Can you try to clean up your issue report a bit? Formatting is a mess?

teddy661 commented 6 months ago

I will attempt to get to it this afternoon. It is a bit of a mess. apologies

cmdlineluser commented 6 months ago

I think there are just some extra/missing backquotes the example/expected sections.

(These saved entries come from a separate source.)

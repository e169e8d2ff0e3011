// SPDX-License-Identifier: MIT
// Copyright (c) 2026 Conductor Contributors

//! Job: a single harness invocation and its result.

use serde::{Deserialize, Serialize};

use crate::group::GroupId;

crate::define_id! {
    /// Unique identifier for a job.
    pub struct JobId("job-");
}

#[derive(Debug, Clone, Copy, PartialEq, Eq, Serialize, Deserialize)]
#[serde(rename_all = "snake_case")]
pub enum JobStatus {
    Pending,
    Running,
    Complete,
    Failed,
}

crate::simple_display! {
    JobStatus {
        Pending => "pending",
        Running => "running",
        Complete => "complete",
        Failed => "failed",
    }
}

impl JobStatus {
    pub fn is_terminal(self) -> bool {
        matches!(self, JobStatus::Complete | JobStatus::Failed)
    }
}

/// External command-line AI harness. Opaque beyond its name to the engine;
/// invocation (CLI flags, stdout parsing) is the runner's concern.
#[derive(Debug, Clone, Copy, PartialEq, Eq, Serialize, Deserialize)]
#[serde(rename_all = "snake_case")]
pub enum Harness {
    Claude,
    Codex,
    Gemini,
}

crate::simple_display! {
    Harness {
        Claude => "claude",
        Codex => "codex",
        Gemini => "gemini",
    }
}

impl Default for Harness {
    fn default() -> Self {
        Harness::Claude
    }
}

/// Runner-reported telemetry for a job. A first-person struct (Design Note
/// §9 "Polymorphic job result storage") rather than a free-form map.
#[derive(Debug, Clone, Copy, Default, PartialEq, Eq, Serialize, Deserialize)]
pub struct JobMetrics {
    pub tool_call_count: u64,
    pub subagent_count: u64,
    pub total_tokens: u64,
    pub last_event_at_ms: Option<u64>,
    pub exit_forced: bool,
}

/// A partial metrics update, as reported by the runner on `complete`,
/// `fail`, or `updateMetrics`. Every field is independently optional.
#[derive(Debug, Clone, Default, Serialize, Deserialize)]
pub struct JobMetricsUpdate {
    pub tool_call_count: Option<u64>,
    pub subagent_count: Option<u64>,
    pub total_tokens: Option<u64>,
    pub last_event_at_ms: Option<u64>,
    pub exit_forced: Option<bool>,
}

impl JobMetrics {
    /// Apply an incoming update. Counters take the monotonic maximum of the
    /// old and new value; `last_event_at_ms`/`exit_forced` are last-write-wins.
    ///
    /// REDESIGN (see DESIGN.md): the source spec takes last-write-wins for
    /// every field; this implementation follows the spec's own production
    /// recommendation (Design Note §9) of monotonic maxima for counters.
    pub fn merge(&mut self, update: &JobMetricsUpdate) {
        if let Some(v) = update.tool_call_count {
            self.tool_call_count = self.tool_call_count.max(v);
        }
        if let Some(v) = update.subagent_count {
            self.subagent_count = self.subagent_count.max(v);
        }
        if let Some(v) = update.total_tokens {
            self.total_tokens = self.total_tokens.max(v);
        }
        if let Some(v) = update.last_event_at_ms {
            self.last_event_at_ms = Some(v);
        }
        if let Some(v) = update.exit_forced {
            self.exit_forced = v;
        }
    }
}

#[derive(Debug, Clone, Serialize, Deserialize)]
pub struct Job {
    pub id: JobId,
    pub group_id: GroupId,
    pub job_type: String,
    pub harness: Harness,
    pub context: Option<String>,
    pub prompt: Option<String>,
    pub status: JobStatus,
    pub result: Option<String>,
    pub started_at_ms: Option<u64>,
    pub completed_at_ms: Option<u64>,
    pub metrics: JobMetrics,
    pub created_at_ms: u64,
    pub updated_at_ms: u64,
}

impl Job {
    pub fn new(
        group_id: GroupId,
        job_type: impl Into<String>,
        harness: Harness,
        context: Option<String>,
        now_ms: u64,
    ) -> Self {
        Self {
            id: JobId::new(),
            group_id,
            job_type: job_type.into(),
            harness,
            context,
            prompt: None,
            status: JobStatus::Pending,
            result: None,
            started_at_ms: None,
            completed_at_ms: None,
            metrics: JobMetrics::default(),
            created_at_ms: now_ms,
            updated_at_ms: now_ms,
        }
    }

    pub fn is_terminal(&self) -> bool {
        self.status.is_terminal()
    }

    /// `pm` family (spec.md §3.4): the scheduler's PM-checkpoint job type.
    pub fn is_pm(&self) -> bool {
        self.job_type == "pm"
    }

    /// A job type is "review" iff it equals `"review"` or has the literal
    /// suffix `"review"` (spec.md §4.6.2).
    pub fn is_review(&self) -> bool {
        self.job_type == "review" || self.job_type.ends_with("review")
    }
}

#[cfg(test)]
#[path = "job_tests.rs"]
mod tests;
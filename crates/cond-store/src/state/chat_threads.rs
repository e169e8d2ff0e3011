// SPDX-License-Identifier: MIT
// Copyright (c) 2026 Conductor Contributors

use cond_core::{AssignmentId, ChatMessage, ChatMessageId, ChatThread, ChatThreadId, NamespaceId};

use super::StoreInner;

impl StoreInner {
    pub fn insert_chat_thread(&mut self, thread: ChatThread) -> ChatThreadId {
        let id = thread.id;
        self.chat_threads_by_namespace.entry(thread.namespace_id).or_default().insert(id);
        if let Some(assignment_id) = thread.assignment_id {
            self.chat_threads_by_assignment.insert(assignment_id, id);
        }
        self.chat_threads.insert(id, thread);
        id
    }

    pub fn get_chat_thread(&self, id: ChatThreadId) -> Option<&ChatThread> {
        self.chat_threads.get(&id)
    }

    pub fn get_chat_thread_mut(&mut self, id: ChatThreadId) -> Option<&mut ChatThread> {
        self.chat_threads.get_mut(&id)
    }

    /// Newest-first by `updated_at_ms` (spec.md §4.7).
    pub fn list_chat_threads_by_namespace(&self, namespace_id: NamespaceId) -> Vec<&ChatThread> {
        let mut threads: Vec<&ChatThread> = self
            .chat_threads_by_namespace
            .get(&namespace_id)
            .into_iter()
            .flatten()
            .filter_map(|id| self.chat_threads.get(id))
            .collect();
        threads.sort_by(|a, b| b.updated_at_ms.cmp(&a.updated_at_ms));
        threads
    }

    pub fn link_chat_thread_assignment(&mut self, thread_id: ChatThreadId, assignment_id: AssignmentId) {
        self.chat_threads_by_assignment.insert(assignment_id, thread_id);
    }

    pub fn get_guardian_thread(&self, assignment_id: AssignmentId) -> Option<&ChatThread> {
        let thread_id = self.chat_threads_by_assignment.get(&assignment_id)?;
        let thread = self.chat_threads.get(thread_id)?;
        (thread.mode == cond_core::ChatMode::Guardian).then_some(thread)
    }

    pub fn unlink_chat_threads_for_assignment(&mut self, assignment_id: AssignmentId) {
        self.chat_threads_by_assignment.remove(&assignment_id);
        for thread in self.chat_threads.values_mut() {
            if thread.assignment_id == Some(assignment_id) {
                thread.assignment_id = None;
            }
        }
    }

    pub fn remove_chat_thread(&mut self, id: ChatThreadId) -> Option<ChatThread> {
        let thread = self.chat_threads.remove(&id)?;
        if let Some(set) = self.chat_threads_by_namespace.get_mut(&thread.namespace_id) {
            set.remove(&id);
        }
        if let Some(assignment_id) = thread.assignment_id {
            if self.chat_threads_by_assignment.get(&assignment_id) == Some(&id) {
                self.chat_threads_by_assignment.remove(&assignment_id);
            }
        }
        let message_ids: Vec<_> = self.chat_messages_by_thread.remove(&id).into_iter().flatten().collect();
        for message_id in message_ids {
            self.chat_messages.remove(&message_id);
        }
        Some(thread)
    }

    pub fn insert_chat_message(&mut self, message: ChatMessage) -> ChatMessageId {
        let id = message.id;
        self.chat_messages_by_thread.entry(message.thread_id).or_default().push(id);
        self.chat_messages.insert(id, message);
        id
    }

    /// Ordered strictly by `created_at_ms` (spec.md §3.6).
    pub fn list_chat_messages_by_thread(&self, thread_id: ChatThreadId) -> Vec<&ChatMessage> {
        self.chat_messages_by_thread
            .get(&thread_id)
            .into_iter()
            .flatten()
            .filter_map(|id| self.chat_messages.get(id))
            .collect()
    }
}
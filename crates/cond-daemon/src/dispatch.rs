// SPDX-License-Identifier: MIT
// Copyright (c) 2026 Conductor Contributors

//! Translates one decoded [`Request`] into an [`Engine`] call and a
//! [`Response`]. This is the only place that knows both the wire shapes
//! and the engine's operation surface (spec.md §6.2).

use cond_engine::Engine;

use crate::protocol::{Request, Response};

/// Dispatch one request. Never panics: every `EngineError` becomes
/// `Response::Error`, matching spec.md §7's "fails fast, does not swallow"
/// propagation policy at the transport boundary (the caller sees the
/// failure, the daemon does not retry it).
pub fn dispatch(engine: &Engine, password: &str, request: Request) -> Response {
    match try_dispatch(engine, password, request) {
        Ok(response) => response,
        Err(err) => err.into(),
    }
}

fn try_dispatch(engine: &Engine, password: &str, request: Request) -> Result<Response, cond_engine::EngineError> {
    use Request::*;
    Ok(match request {
        Ping => Response::Pong,

        NamespaceCreate { name, description } => {
            Response::NamespaceCreated { id: engine.create_namespace(password, &name, description)? }
        }
        NamespaceList => Response::Namespaces { namespaces: engine.list_namespaces(password)? },
        NamespaceGet { id } => Response::Namespace { namespace: engine.get_namespace(password, id)? },
        NamespaceGetByName { name } => {
            Response::Namespace { namespace: engine.get_namespace_by_name(password, &name)? }
        }
        NamespaceUpdate { id, name, description } => Response::Namespace {
            namespace: engine.update_namespace(password, id, name, description.into_patch())?,
        },
        NamespaceRemove { id } => {
            engine.remove_namespace(password, id)?;
            Response::Ok
        }
        NamespaceBackfillCounts => {
            engine.backfill_namespace_counts(password)?;
            Response::Ok
        }

        AssignmentCreate { namespace_id, north_star, independent, priority } => Response::AssignmentCreated {
            id: engine.create_assignment(password, namespace_id, &north_star, independent, priority)?,
        },
        AssignmentUpdate { id, patch } => {
            Response::Assignment { assignment: engine.update_assignment(password, id, patch.into())? }
        }
        AssignmentComplete { id } => Response::Assignment { assignment: engine.complete_assignment(password, id)? },
        AssignmentBlock { id, reason } => {
            Response::Assignment { assignment: engine.block_assignment(password, id, reason)? }
        }
        AssignmentUnblock { id } => Response::Assignment { assignment: engine.unblock_assignment(password, id)? },
        AssignmentGet { id } => Response::Assignment { assignment: engine.get_assignment(password, id)? },
        AssignmentList { namespace_id, status } => {
            Response::Assignments { assignments: engine.list_assignments(password, namespace_id, status)? }
        }
        AssignmentGetGroupChain { id } => Response::Groups { groups: engine.get_group_chain(password, id)? },
        AssignmentGetWithGroups { id } => Response::AssignmentWithGroups {
            assignment_with_groups: engine.get_assignment_with_groups(password, id)?,
        },
        AssignmentRemove { id } => Response::AssignmentRemoved { result: engine.remove_assignment(password, id)? },

        GroupCreate { assignment_id, jobs } => Response::GroupCreated {
            result: engine.create_group(password, assignment_id, jobs.into_iter().map(Into::into).collect())?,
        },
        GroupInsertAfter { after_group_id, jobs } => Response::GroupCreated {
            result: engine.insert_group_after(password, after_group_id, jobs.into_iter().map(Into::into).collect())?,
        },
        GroupList { assignment_id } => Response::Groups { groups: engine.list_groups(password, assignment_id)? },
        GroupGet { id } => Response::Group { group: engine.get_group(password, id)? },
        GroupGetWithJobs { id } => {
            Response::GroupWithJobs { group_with_jobs: engine.get_group_with_jobs(password, id)? }
        }
        JobList { group_id, status } => Response::Jobs { jobs: engine.list_jobs(password, group_id, status)? },
        JobGet { id } => Response::Job { job: engine.get_job(password, id)? },
        JobGetWithAssignment { id } => {
            Response::JobWithAssignment { job_with_assignment: engine.get_job_with_assignment(password, id)? }
        }
        JobStart { id, prompt } => Response::Job { job: engine.start_job(password, id, prompt)? },
        JobComplete { id, result, metrics } => {
            Response::Job { job: engine.complete_job(password, id, result, metrics)? }
        }
        JobFail { id, result, metrics } => Response::Job { job: engine.fail_job(password, id, result, metrics)? },
        JobUpdateMetrics { id, metrics } => {
            Response::Job { job: engine.update_job_metrics(password, id, metrics)? }
        }

        SchedulerGetReadyJobs { namespace_id } => {
            Response::ReadyJobs { ready_jobs: engine.get_ready_jobs(password, namespace_id)? }
        }
        SchedulerGetReadyChatJobs { namespace_id } => {
            Response::ChatJobs { chat_jobs: engine.get_ready_chat_jobs(password, namespace_id)? }
        }
        SchedulerGetQueueStatus { namespace_id } => {
            Response::QueueStatus { status: engine.get_queue_status(password, namespace_id)? }
        }
        SchedulerGetAllNamespaces => Response::Namespaces { namespaces: engine.get_all_namespaces(password)? },
        SchedulerGetAllAssignments { namespace_id } => {
            Response::Assignments { assignments: engine.get_all_assignments(password, namespace_id)? }
        }
        // `watch_queue` is a streaming upgrade, not a single request/response
        // pair; the listener intercepts it before reaching `dispatch` (see
        // `listener::handle_connection`). Reaching this arm means a client
        // sent it over a transport that doesn't support the upgrade.
        SchedulerWatchQueue { .. } => {
            Response::Error { message: "watch_queue requires a streaming connection".into() }
        }

        ChatThreadCreate { namespace_id, title } => {
            Response::ChatThreadCreated { id: engine.create_chat_thread(password, namespace_id, title)? }
        }
        ChatThreadList { namespace_id } => Response::ChatThreads { threads: engine.list_chat_threads(password, namespace_id)? },
        ChatThreadGet { id } => Response::ChatThread { thread: engine.get_chat_thread(password, id)? },
        ChatThreadUpdateMode { id, mode } => {
            Response::ChatThread { thread: engine.update_chat_thread_mode(password, id, mode)? }
        }
        ChatThreadUpdateTitle { id, title } => {
            Response::ChatThread { thread: engine.update_chat_thread_title(password, id, title)? }
        }
        ChatThreadUpdateSessionId { id, claude_session_id } => {
            Response::ChatThread { thread: engine.update_chat_thread_session_id(password, id, claude_session_id)? }
        }
        ChatThreadUpdateLastPromptMode { id, last_prompt_mode } => Response::ChatThread {
            thread: engine.update_chat_thread_last_prompt_mode(password, id, last_prompt_mode)?,
        },
        ChatThreadLinkAssignment { id, assignment_id } => {
            Response::ChatThread { thread: engine.link_chat_thread_assignment(password, id, assignment_id)? }
        }
        ChatThreadEnableGuardianMode { id, assignment_id } => {
            Response::ChatThread { thread: engine.enable_guardian_mode(password, id, assignment_id)? }
        }
        ChatThreadGetGuardian { assignment_id } => {
            Response::ChatThreadOption { thread: engine.get_guardian_thread(password, assignment_id)? }
        }
        ChatThreadRemove { id } => {
            engine.remove_chat_thread(password, id)?;
            Response::Ok
        }
        ChatMessageAdd { thread_id, role, content, hint } => {
            Response::ChatMessageCreated { id: engine.add_chat_message(password, thread_id, role, content, hint)? }
        }
        ChatMessageList { thread_id } => Response::ChatMessages { messages: engine.list_chat_messages(password, thread_id)? },

        ChatJobTrigger { thread_id, harness, is_guardian_evaluation } => Response::ChatJobCreated {
            id: engine.trigger_chat_job(password, thread_id, harness, is_guardian_evaluation)?,
        },
        ChatJobStart { id, prompt } => Response::ChatJob { chat_job: engine.start_chat_job(password, id, prompt)? },
        ChatJobComplete { id, result, metrics } => {
            Response::ChatJob { chat_job: engine.complete_chat_job(password, id, result, metrics)? }
        }
        ChatJobFail { id, result, metrics } => {
            Response::ChatJob { chat_job: engine.fail_chat_job(password, id, result, metrics)? }
        }
        ChatJobUpdateMetrics { id, metrics } => {
            Response::ChatJob { chat_job: engine.update_chat_job_metrics(password, id, metrics)? }
        }
        ChatJobGet { id } => Response::ChatJob { chat_job: engine.get_chat_job(password, id)? },
        ChatJobGetPending { namespace_id } => {
            Response::ChatJobs { chat_jobs: engine.get_pending_chat_jobs(password, namespace_id)? }
        }
        ChatJobGetActiveForThread { thread_id } => {
            Response::ChatJobOption { chat_job: engine.get_active_chat_job_for_thread(password, thread_id)? }
        }
    })
}

#[cfg(test)]
#[path = "dispatch_tests.rs"]
mod tests;
// SPDX-License-Identifier: MIT
// Copyright (c) 2026 Conductor Contributors

//! C8 Chat Job Service: trigger + lifecycle for the chat-job queue
//! (spec.md §4.8). Shares `Job`'s status shape but never cascades into a
//! group or an assignment.

use cond_core::{
    ChatJob, ChatJobContext, ChatJobId, ChatJobMessageView, ChatMode, ChatRole, ChatThreadId, CoreError, Harness,
    JobMetricsUpdate, JobStatus, NamespaceId,
};
use tracing::info;

use crate::{Engine, EngineError};

impl Engine {
    /// `trigger`: builds the opaque context JSON and enqueues a new
    /// `pending` chat-job for the thread's most recent eligible message
    /// (spec.md §4.8).
    pub fn trigger_chat_job(
        &self,
        password: &str,
        thread_id: ChatThreadId,
        harness: Option<Harness>,
        is_guardian_evaluation: bool,
    ) -> Result<ChatJobId, EngineError> {
        self.authorize(password)?;
        let now = self.store.now_ms();
        let id = self.store.mutate(|state| {
            let thread =
                state.get_chat_thread(thread_id).ok_or_else(|| EngineError::not_found("thread", thread_id.to_string()))?;
            let namespace_id = thread.namespace_id;
            let mode = thread.mode;
            let last_prompt_mode = thread.last_prompt_mode;
            let claude_session_id = thread.claude_session_id.clone();
            let assignment_id = thread.assignment_id;

            let messages = state.list_chat_messages_by_thread(thread_id);
            let wanted_role = if is_guardian_evaluation { ChatRole::Pm } else { ChatRole::User };
            let latest = messages
                .iter()
                .rev()
                .find(|m| m.role == wanted_role)
                .ok_or(CoreError::NoEligibleMessage)?;
            let latest_user_message = latest.content.clone();

            let effective_prompt_mode = if mode == ChatMode::Guardian {
                cond_core::PromptMode::Cook
            } else {
                Option::from(mode).unwrap_or(cond_core::PromptMode::Jam)
            };

            let context = ChatJobContext {
                thread_id,
                namespace_id,
                mode,
                effective_prompt_mode,
                last_prompt_mode,
                messages: messages
                    .iter()
                    .map(|m| ChatJobMessageView {
                        id: m.id,
                        thread_id: m.thread_id,
                        role: m.role,
                        content: m.content.clone(),
                        created_at_ms: m.created_at_ms,
                    })
                    .collect(),
                latest_user_message,
                claude_session_id,
                assignment_id,
                is_guardian_evaluation,
            };
            let context_json = serde_json::to_string(&context)
                .map_err(|e| CoreError::IllegalTransition(format!("context serialization failed: {e}")))?;

            let chat_job = ChatJob::new(thread_id, namespace_id, harness.unwrap_or_default(), context_json, now);
            Ok(state.insert_chat_job(chat_job))
        })?;
        info!(chat_job_id = %id, %thread_id, "chat_job.trigger");
        Ok(id)
    }

    /// Requires `pending`; same contract as `start_job` but with no
    /// group/assignment cascade (spec.md §4.8). `prompt` is accepted for
    /// parity with `start_job`'s signature but, unlike `Job`, `ChatJob` has
    /// no `prompt` field of its own — the runner derives the prompt from
    /// `context`, which `trigger` already built.
    pub fn start_chat_job(
        &self,
        password: &str,
        id: ChatJobId,
        _prompt: Option<String>,
    ) -> Result<ChatJob, EngineError> {
        self.authorize(password)?;
        let now = self.store.now_ms();
        let chat_job = self.store.mutate(|state| {
            let chat_job = state.get_chat_job(id).ok_or_else(|| EngineError::not_found("chat_job", id.to_string()))?;
            if chat_job.status != JobStatus::Pending {
                return Err(CoreError::IllegalTransition(format!(
                    "chat_job {id} cannot start from status {}",
                    chat_job.status
                ))
                .into());
            }
            let (namespace_id, thread_id) = (chat_job.namespace_id, chat_job.thread_id);
            state.reindex_chat_job_status(id, namespace_id, thread_id, JobStatus::Pending, JobStatus::Running);

            let chat_job = state.get_chat_job_mut(id).ok_or_else(|| EngineError::not_found("chat_job", id.to_string()))?;
            chat_job.status = JobStatus::Running;
            chat_job.started_at_ms = Some(now);
            chat_job.updated_at_ms = now;
            Ok(chat_job.clone())
        })?;
        info!(chat_job_id = %id, "chat_job.start");
        Ok(chat_job)
    }

    pub fn complete_chat_job(
        &self,
        password: &str,
        id: ChatJobId,
        result: Option<String>,
        metrics: Option<JobMetricsUpdate>,
    ) -> Result<ChatJob, EngineError> {
        let chat_job = self.finish_chat_job(password, id, JobStatus::Complete, result, metrics)?;
        info!(chat_job_id = %id, "chat_job.complete");
        Ok(chat_job)
    }

    pub fn fail_chat_job(
        &self,
        password: &str,
        id: ChatJobId,
        result: Option<String>,
        metrics: Option<JobMetricsUpdate>,
    ) -> Result<ChatJob, EngineError> {
        let chat_job = self.finish_chat_job(password, id, JobStatus::Failed, result, metrics)?;
        info!(chat_job_id = %id, "chat_job.fail");
        Ok(chat_job)
    }

    fn finish_chat_job(
        &self,
        password: &str,
        id: ChatJobId,
        new_status: JobStatus,
        result: Option<String>,
        metrics: Option<JobMetricsUpdate>,
    ) -> Result<ChatJob, EngineError> {
        self.authorize(password)?;
        let now = self.store.now_ms();
        self.store.mutate(|state| {
            let chat_job = state.get_chat_job(id).ok_or_else(|| EngineError::not_found("chat_job", id.to_string()))?;
            let admin_cancel = new_status == JobStatus::Failed && chat_job.status == JobStatus::Pending;
            if chat_job.status != JobStatus::Running && !admin_cancel {
                return Err(CoreError::IllegalTransition(format!(
                    "chat_job {id} cannot finish from status {}",
                    chat_job.status
                ))
                .into());
            }
            let (namespace_id, thread_id, old_status) = (chat_job.namespace_id, chat_job.thread_id, chat_job.status);
            state.reindex_chat_job_status(id, namespace_id, thread_id, old_status, new_status);

            let chat_job = state.get_chat_job_mut(id).ok_or_else(|| EngineError::not_found("chat_job", id.to_string()))?;
            chat_job.status = new_status;
            chat_job.completed_at_ms = Some(now);
            chat_job.result = result;
            if let Some(metrics) = metrics {
                chat_job.metrics.merge(&metrics);
            }
            chat_job.updated_at_ms = now;
            Ok(chat_job.clone())
        })
    }

    /// Non-status telemetry update; always allowed (spec.md §4.8).
    pub fn update_chat_job_metrics(
        &self,
        password: &str,
        id: ChatJobId,
        metrics: JobMetricsUpdate,
    ) -> Result<ChatJob, EngineError> {
        self.authorize(password)?;
        let now = self.store.now_ms();
        self.store.mutate(|state| {
            let chat_job =
                state.get_chat_job_mut(id).ok_or_else(|| EngineError::not_found("chat_job", id.to_string()))?;
            chat_job.metrics.merge(&metrics);
            chat_job.updated_at_ms = now;
            Ok(chat_job.clone())
        })
    }

    pub fn get_chat_job(&self, password: &str, id: ChatJobId) -> Result<ChatJob, EngineError> {
        self.authorize(password)?;
        self.store.read(|state| state.get_chat_job(id).cloned()).ok_or_else(|| EngineError::not_found("chat_job", id.to_string()))
    }

    pub fn get_pending_chat_jobs(&self, password: &str, namespace_id: NamespaceId) -> Result<Vec<ChatJob>, EngineError> {
        self.authorize(password)?;
        Ok(self
            .store
            .read(|state| state.list_chat_jobs_by_namespace_status(namespace_id, JobStatus::Pending))
            .into_iter()
            .cloned()
            .collect())
    }

    /// First `pending` chat-job for the thread, else the first `running`
    /// one, else `None`; both lookups go through the `(thread, status)`
    /// compound index (spec.md §4.8).
    pub fn get_active_chat_job_for_thread(
        &self,
        password: &str,
        thread_id: ChatThreadId,
    ) -> Result<Option<ChatJob>, EngineError> {
        self.authorize(password)?;
        Ok(self.store.read(|state| {
            state
                .list_chat_jobs_by_thread_status(thread_id, JobStatus::Pending)
                .into_iter()
                .next()
                .or_else(|| state.list_chat_jobs_by_thread_status(thread_id, JobStatus::Running).into_iter().next())
                .cloned()
        }))
    }
}

#[cfg(test)]
#[path = "chat_jobs_tests.rs"]
mod tests;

It looks like the repro for polars-0.20.7-bug.csv is:

import ast
import itertools
import multiprocessing as mp
import os
import platform
import requests
from io import BytesIO
from pathlib import Path
from typing import Callable

import numpy as np
import polars as pl

def parallelize_dataframe(
df: pl.DataFrame,
func: Callable[[pl.DataFrame], pl.DataFrame],
n_cores: int = 4,
) -> pl.DataFrame:
    """
    Enable parallel processing of a dataframe by splitting it by the number of cores
    and then recombining the results.
    """
    rows_per_dataframe = df.height // n_cores
    remainder = df.height % n_cores
    num_rows = [rows_per_dataframe] * (n_cores - 1)
    num_rows.append(rows_per_dataframe + remainder)
    start_pos = [0]
    for n in num_rows:
        start_pos.append(start_pos[-1] + n)
        df_split = []
        for start, rows in zip(start_pos, num_rows):
            df_split.append(df.slice(start, rows))
    func_list = list(itertools.repeat(func, len(df_split)))
    pool_args = list(zip(df_split, func_list))
    pool = mp.get_context("spawn").Pool(n_cores)
    new_df = pl.concat(pool.map(process_chunk, pool_args))
    pool.close()
    pool.join()
    return new_df

def process_chunk(args: tuple) -> pl.DataFrame:
    """
    Process a chunk of the dataframe
    """
    df, func = args
    new_df = func(df)
    return new_df

def convert_wrapper(df: pl.DataFrame) -> pl.DataFrame:
    df = df.with_columns(
        pl.col("NER").map_elements(lambda x: ast.literal_eval(x)).alias("NER"),
    )
    return df

def main():
    num_cpus = 4
    #url = "https://drive.google.com/uc?export=download&id=1Weu5A0XWf5nWtVbvBkGDu7sD9woZm9GQ"
    #r = requests.get(url, allow_redirects=True)
    target_file = Path("./polars-0.20.7-bug.csv")
    df = pl.scan_csv(target_file).collect()
    df = parallelize_dataframe(df, convert_wrapper, num_cpus)
    print(df.head())

if __name__ == "__main__":
    main()
teddy661 commented 6 months ago

I've confirmed that the reformatted code above reproduces the problem in 0.20.7. Thank you @cmdlineluser

ritchie46 commented 6 months ago

Fix coming up.